### Your instructions
Starting at the first line of the data below, write out each line exactly until you reach the line containing "pub struct NodeRouter<T>", and include that line too.

### Materials provided
□ □ □ □ □

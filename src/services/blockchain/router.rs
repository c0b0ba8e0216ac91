//! Routes JSON-RPC requests to the elected node.
//!
//! Internal calls swallow failures into an absent result. User-facing calls
//! keep them as structured errors.

use serde_json::Value;
use std::{
	collections::HashMap,
	sync::{
		atomic::{AtomicU64, Ordering},
		Arc,
	},
};
use tracing::debug;

use crate::{
	models::Node,
	services::blockchain::{
		transports::{NodeTransport, TransportError},
		BlockChainError, ElectedNode,
	},
};

/// Shared request routing used by every chain adapter
pub struct NodeRouter<T> {
	transport: Arc<T>,
	elected: ElectedNode,
	blockchain: String,
	next_id: AtomicU64,
}

impl<T: NodeTransport> NodeRouter<T> {
	pub fn new(transport: Arc<T>, elected: ElectedNode, blockchain: impl Into<String>) -> Self {
		Self {
			transport,
			elected,
			blockchain: blockchain.into(),
			next_id: AtomicU64::new(1),
		}
	}

	pub fn elected(&self) -> &ElectedNode {
		&self.elected
	}

	pub fn blockchain(&self) -> &str {
		&self.blockchain
	}

	fn metadata(&self, node: &Node, method: &str) -> Option<HashMap<String, String>> {
		Some(HashMap::from([
			("blockchain".to_string(), self.blockchain.clone()),
			("node".to_string(), node.name.clone()),
			("method".to_string(), method.to_string()),
		]))
	}

	/// Sends one request to `node`, mapping transport failures to adapter errors
	pub async fn request(
		&self,
		node: &Node,
		id: Value,
		method: &str,
		params: Value,
	) -> Result<Value, BlockChainError> {
		self.transport
			.send_raw_request(node, id, method, params)
			.await
			.map_err(|e| match e {
				TransportError::Rpc { code, message, .. } => {
					BlockChainError::node_error(code, message, self.metadata(node, method))
				}
				other => BlockChainError::connection_error(
					format!("Request to node {} failed", node.name),
					Some(Box::new(other)),
					self.metadata(node, method),
				),
			})
	}

	fn internal_id(&self) -> Value {
		Value::from(self.next_id.fetch_add(1, Ordering::Relaxed))
	}

	/// Internal call to an explicit node. Failures and `null` results are absent.
	pub async fn call_node(&self, node: &Node, method: &str, params: Value) -> Option<Value> {
		match self.request(node, self.internal_id(), method, params).await {
			Ok(Value::Null) => None,
			Ok(value) => Some(value),
			Err(e) => {
				debug!(
					node = %node.name,
					method = %method,
					error = %e,
					"Internal call returned no result"
				);
				None
			}
		}
	}

	/// Internal call to the elected node
	pub async fn call(&self, method: &str, params: Value) -> Option<Value> {
		let node = self.elected.current()?;
		self.call_node(&node, method, params).await
	}

	/// User-facing call to the elected node
	pub async fn user_call(
		&self,
		id: Value,
		method: &str,
		params: Value,
	) -> Result<Value, BlockChainError> {
		let node = self.elected.current().ok_or_else(|| {
			BlockChainError::no_elected_node(
				format!("no node elected for {}", self.blockchain),
				Some(HashMap::from([(
					"method".to_string(),
					method.to_string(),
				)])),
			)
		})?;
		self.request(&node, id, method, params).await
	}
}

□ □ □ □ □

### Exercise response
filename src/services/blockchain/router.rs
repository c0b0ba8e0216ac91
//! Routes JSON-RPC requests to the elected node.
//!
//! Internal calls swallow failures into an absent result. User-facing calls
//! keep them as structured errors.

use serde_json::Value;
use std::{
	collections::HashMap,
	sync::{
		atomic::{AtomicU64, Ordering},
		Arc,
	},
};
use tracing::debug;

use crate::{
	models::Node,
	services::blockchain::{
		transports::{NodeTransport, TransportError},
		BlockChainError, ElectedNode,
	},
};

/// Shared request routing used by every chain adapter
pub struct NodeRouter<T> {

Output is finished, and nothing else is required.